* [What you will do]: Could you return the listing below exactly, with every line intact?

[Opening Information shown section]

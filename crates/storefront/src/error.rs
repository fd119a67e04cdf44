//! Unified error handling with Sentry integration.
//!
//! Provides a unified `AppError` type that captures server errors to Sentry
//! before responding to the client. All route handlers return
//! `Result<T, AppError>`.
//!
//! Error responses are JSON: `{"error": "..."}`, plus a `fields` map of
//! per-field messages for form validation failures.

use axum::{
    Json,
    http::StatusCode,
    response::{IntoResponse, Response},
};
use serde::Serialize;
use thiserror::Error;

use souq_core::UserId;

use crate::services::{
    CartError, CatalogError, CheckoutError, FieldErrors, IdentityError, WishlistError,
};
use crate::store::StoreError;

/// Application-level error type for the storefront.
#[derive(Debug, Error)]
pub enum AppError {
    /// Document store operation failed.
    #[error("Store error: {0}")]
    Store(#[from] StoreError),

    /// Cart operation failed.
    #[error("Cart error: {0}")]
    Cart(#[from] CartError),

    /// Wishlist operation failed.
    #[error("Wishlist error: {0}")]
    Wishlist(#[from] WishlistError),

    /// Catalog read failed.
    #[error("Catalog error: {0}")]
    Catalog(#[from] CatalogError),

    /// Checkout failed.
    #[error("Checkout error: {0}")]
    Checkout(#[from] CheckoutError),

    /// Session identity could not be bound.
    #[error("Identity error: {0}")]
    Identity(#[from] IdentityError),

    /// Resource not found.
    #[error("Not found: {0}")]
    NotFound(String),

    /// Bad request from client.
    #[error("Bad request: {0}")]
    BadRequest(String),

    /// Internal server error.
    #[error("Internal error: {0}")]
    Internal(String),
}

#[derive(Serialize)]
struct ErrorBody<'a> {
    error: String,
    #[serde(skip_serializing_if = "Option::is_none")]
    fields: Option<&'a FieldErrors>,
}

impl AppError {
    /// HTTP status for this error.
    #[must_use]
    pub fn status(&self) -> StatusCode {
        match self {
            Self::Store(err) => store_status(err),
            Self::Cart(err) => cart_status(err),
            Self::Wishlist(err) => match err {
                WishlistError::AlreadyFavorite(_) => StatusCode::CONFLICT,
                WishlistError::NotFavorite(_) => StatusCode::NOT_FOUND,
                WishlistError::Cart(err) => cart_status(err),
                WishlistError::Path(_) => StatusCode::BAD_REQUEST,
                WishlistError::Store(err) => store_status(err),
            },
            Self::Catalog(err) => match err {
                CatalogError::Empty(_) | CatalogError::ProductNotFound(_) => StatusCode::NOT_FOUND,
                CatalogError::Store(err) => store_status(err),
            },
            Self::Checkout(err) => match err {
                CheckoutError::Invalid(_) | CheckoutError::EmptyCart => {
                    StatusCode::UNPROCESSABLE_ENTITY
                }
                CheckoutError::DeferredToPaymentWidget => StatusCode::CONFLICT,
                CheckoutError::MissingTransactionId => StatusCode::BAD_REQUEST,
                CheckoutError::Cart(err) => cart_status(err),
            },
            Self::Identity(err) => match err {
                IdentityError::Disabled => StatusCode::FORBIDDEN,
                IdentityError::MissingSignature | IdentityError::InvalidSignature => {
                    StatusCode::UNAUTHORIZED
                }
                IdentityError::Key => StatusCode::INTERNAL_SERVER_ERROR,
            },
            Self::NotFound(_) => StatusCode::NOT_FOUND,
            Self::BadRequest(_) => StatusCode::BAD_REQUEST,
            Self::Internal(_) => StatusCode::INTERNAL_SERVER_ERROR,
        }
    }

    /// Message safe to show the client.
    fn public_message(&self) -> String {
        if self.status().is_server_error() {
            // Don't expose internal error details to clients
            return "Internal server error".to_string();
        }
        match self {
            Self::Store(err) => err.to_string(),
            Self::Cart(err) => err.to_string(),
            Self::Wishlist(err) => err.to_string(),
            Self::Catalog(err) => err.to_string(),
            Self::Checkout(err) => err.to_string(),
            Self::Identity(err) => err.to_string(),
            Self::NotFound(msg) | Self::BadRequest(msg) | Self::Internal(msg) => msg.clone(),
        }
    }

    fn field_errors(&self) -> Option<&FieldErrors> {
        match self {
            Self::Checkout(CheckoutError::Invalid(fields)) => Some(fields),
            _ => None,
        }
    }
}

fn store_status(err: &StoreError) -> StatusCode {
    match err {
        StoreError::AlreadyExists(_) => StatusCode::CONFLICT,
        StoreError::NotFound(_) => StatusCode::NOT_FOUND,
        StoreError::InvalidPath(_) => StatusCode::BAD_REQUEST,
        StoreError::NotAnObject(_) | StoreError::Serialization(_) | StoreError::Database(_) => {
            StatusCode::INTERNAL_SERVER_ERROR
        }
    }
}

fn cart_status(err: &CartError) -> StatusCode {
    match err {
        CartError::InvalidQuantity(_) => StatusCode::UNPROCESSABLE_ENTITY,
        CartError::AlreadyInCart(_) => StatusCode::CONFLICT,
        CartError::Path(_) => StatusCode::BAD_REQUEST,
        CartError::Store(err) => store_status(err),
    }
}

impl IntoResponse for AppError {
    fn into_response(self) -> Response {
        let status = self.status();

        // Capture server errors to Sentry
        if status.is_server_error() {
            let event_id = sentry::capture_error(&self);
            tracing::error!(
                error = %self,
                sentry_event_id = %event_id,
                "Request error"
            );
        } else {
            tracing::debug!(error = %self, status = %status, "Request rejected");
        }

        let body = ErrorBody {
            error: self.public_message(),
            fields: self.field_errors(),
        };
        (status, Json(body)).into_response()
    }
}

/// Result type alias for `AppError`.
pub type Result<T> = std::result::Result<T, AppError>;

/// Set the Sentry user context for the current shopper.
pub fn set_sentry_user(user_id: &UserId) {
    sentry::configure_scope(|scope| {
        scope.set_user(Some(sentry::User {
            id: Some(user_id.to_string()),
            ..Default::default()
        }));
    });
}

/// Add a breadcrumb for shopper actions.
///
/// Breadcrumbs appear in Sentry error reports to show the trail of actions
/// leading up to an error.
///
/// # Example
///
/// ```rust,ignore
/// add_breadcrumb("cart", "Added to cart", Some(&[("product_id", "123")]));
/// ```
pub fn add_breadcrumb(category: &str, message: &str, data: Option<&[(&str, &str)]>) {
    let mut breadcrumb = sentry::Breadcrumb {
        category: Some(category.to_string()),
        message: Some(message.to_string()),
        level: sentry::Level::Info,
        ..Default::default()
    };

    if let Some(pairs) = data {
        for (key, value) in pairs {
            breadcrumb.data.insert(
                (*key).to_string(),
                serde_json::Value::String((*value).to_string()),
            );
        }
    }

    sentry::add_breadcrumb(breadcrumb);
}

[Closing Information shown section]

* [The completed task]:
filename crates/storefront/src/error.rs
repository fd119a67e04cdf44
//! Unified error handling with Sentry integration.
//!
//! Provides a unified `AppError` type that captures server errors to Sentry
//! before responding to the client. All route handlers return
//! `Result<T, AppError>`.
//!
//! Error responses are JSON: `{"error": "..."}`, plus a `fields` map of
//! per-field messages for form validation failures.

use axum::{
    Json,
    http::StatusCode,
    response::{IntoResponse, Response},
};
use serde::Serialize;
use thiserror::Error;

use souq_core::UserId;

use crate::services::{
    CartError, CatalogError, CheckoutError, FieldErrors, IdentityError, WishlistError,
};
use crate::store::StoreError;

/// Application-level error type for the storefront.
#[derive(Debug, Error)]
pub enum AppError {
    /// Document store operation failed.
    #[error("Store error: {0}")]
    Store(#[from] StoreError),

    /// Cart operation failed.
    #[error("Cart error: {0}")]
    Cart(#[from] CartError),

    /// Wishlist operation failed.
    #[error("Wishlist error: {0}")]
    Wishlist(#[from] WishlistError),

    /// Catalog read failed.
    #[error("Catalog error: {0}")]
    Catalog(#[from] CatalogError),

    /// Checkout failed.
    #[error("Checkout error: {0}")]
    Checkout(#[from] CheckoutError),

    /// Session identity could not be bound.
    #[error("Identity error: {0}")]
    Identity(#[from] IdentityError),

    /// Resource not found.
    #[error("Not found: {0}")]
    NotFound(String),

    /// Bad request from client.
    #[error("Bad request: {0}")]
    BadRequest(String),

    /// Internal server error.
    #[error("Internal error: {0}")]
    Internal(String),
}

#[derive(Serialize)]
struct ErrorBody<'a> {
    error: String,
    #[serde(skip_serializing_if = "Option::is_none")]
    fields: Option<&'a FieldErrors>,
}

impl AppError {
    /// HTTP status for this error.
    #[must_use]
    pub fn status(&self) -> StatusCode {
        match self {
            Self::Store(err) => store_status(err),
            Self::Cart(err) => cart_status(err),
            Self::Wishlist(err) => match err {
                WishlistError::AlreadyFavorite(_) => StatusCode::CONFLICT,
                WishlistError::NotFavorite(_) => StatusCode::NOT_FOUND,
                WishlistError::Cart(err) => cart_status(err),
                WishlistError::Path(_) => StatusCode::BAD_REQUEST,
                WishlistError::Store(err) => store_status(err),
            },
            Self::Catalog(err) => match err {
                CatalogError::Empty(_) | CatalogError::ProductNotFound(_) => StatusCode::NOT_FOUND,
                CatalogError::Store(err) => store_status(err),
            },
            Self::Checkout(err) => match err {
                CheckoutError::Invalid(_) | CheckoutError::EmptyCart => {
                    StatusCode::UNPROCESSABLE_ENTITY
                }
                CheckoutError::DeferredToPaymentWidget => StatusCode::CONFLICT,
                CheckoutError::MissingTransactionId => StatusCode::BAD_REQUEST,
                CheckoutError::Cart(err) => cart_status(err),
            },
            Self::Identity(err) => match err {
                IdentityError::Disabled => StatusCode::FORBIDDEN,
                IdentityError::MissingSignature | IdentityError::InvalidSignature => {
                    StatusCode::UNAUTHORIZED
                }
                IdentityError::Key => StatusCode::INTERNAL_SERVER_ERROR,
            },
            Self::NotFound(_) => StatusCode::NOT_FOUND,
            Self::BadRequest(_) => StatusCode::BAD_REQUEST,
            Self::Internal(_) => StatusCode::INTERNAL_SERVER_ERROR,
        }
    }

    /// Message safe to show the client.
    fn public_message(&self) -> String {
        if self.status().is_server_error() {
            // Don't expose internal error details to clients
            return "Internal server error".to_string();
        }
        match self {
            Self::Store(err) => err.to_string(),
            Self::Cart(err) => err.to_string(),
            Self::Wishlist(err) => err.to_string(),
            Self::Catalog(err) => err.to_string(),
            Self::Checkout(err) => err.to_string(),
            Self::Identity(err) => err.to_string(),
            Self::NotFound(msg) | Self::BadRequest(msg) | Self::Internal(msg) => msg.clone(),
        }
    }

    fn field_errors(&self) -> Option<&FieldErrors> {
        match self {
            Self::Checkout(CheckoutError::Invalid(fields)) => Some(fields),
            _ => None,
        }
    }
}

fn store_status(err: &StoreError) -> StatusCode {
    match err {
        StoreError::AlreadyExists(_) => StatusCode::CONFLICT,
        StoreError::NotFound(_) => StatusCode::NOT_FOUND,
        StoreError::InvalidPath(_) => StatusCode::BAD_REQUEST,
        StoreError::NotAnObject(_) | StoreError::Serialization(_) | StoreError::Database(_) => {
            StatusCode::INTERNAL_SERVER_ERROR
        }
    }
}

fn cart_status(err: &CartError) -> StatusCode {
    match err {
        CartError::InvalidQuantity(_) => StatusCode::UNPROCESSABLE_ENTITY,
        CartError::AlreadyInCart(_) => StatusCode::CONFLICT,
        CartError::Path(_) => StatusCode::BAD_REQUEST,
        CartError::Store(err) => store_status(err),
    }
}

impl IntoResponse for AppError {
    fn into_response(self) -> Response {
        let status = self.status();

        // Capture server errors to Sentry
        if status.is_server_error() {
            let event_id = sentry::capture_error(&self);
            tracing::error!(
                error = %self,
                sentry_event_id = %event_id,
                "Request error"
            );
        } else {
            tracing::debug!(error = %self, status = %status, "Request rejected");
        }

        let body = ErrorBody {
            error: self.public_message(),
            fields: self.field_errors(),
        };
        (status, Json(body)).into_response()
    }
}

/// Result type alias for `AppError`.
pub type Result<T> = std::result::Result<T, AppError>;

/// Set the Sentry user context for the current shopper.
pub fn set_sentry_user(user_id: &UserId) {
    sentry::configure_scope(|scope| {
        scope.set_user(Some(sentry::User {
            id: Some(user_id.to_string()),
            ..Default::default()
        }));
    });
}

/// Add a breadcrumb for shopper actions.
///
/// Breadcrumbs appear in Sentry error reports to show the trail of actions
/// leading up to an error.
///
/// # Example
///
/// ```rust,ignore
/// add_breadcrumb("cart", "Added to cart", Some(&[("product_id", "123")]));
/// ```
pub fn add_breadcrumb(category: &str, message: &str, data: Option<&[(&str, &str)]>) {
    let mut breadcrumb = sentry::Breadcrumb {
        category: Some(category.to_string()),
        message: Some(message.to_string()),
        level: sentry::Level::Info,
        ..Default::default()
    };

    if let Some(pairs) = data {
        for (key, value) in pairs {
            breadcrumb.data.insert(
                (*key).to_string(),
                serde_json::Value::String((*value).to_string()),
            );
        }
    }

    sentry::add_breadcrumb(breadcrumb);
}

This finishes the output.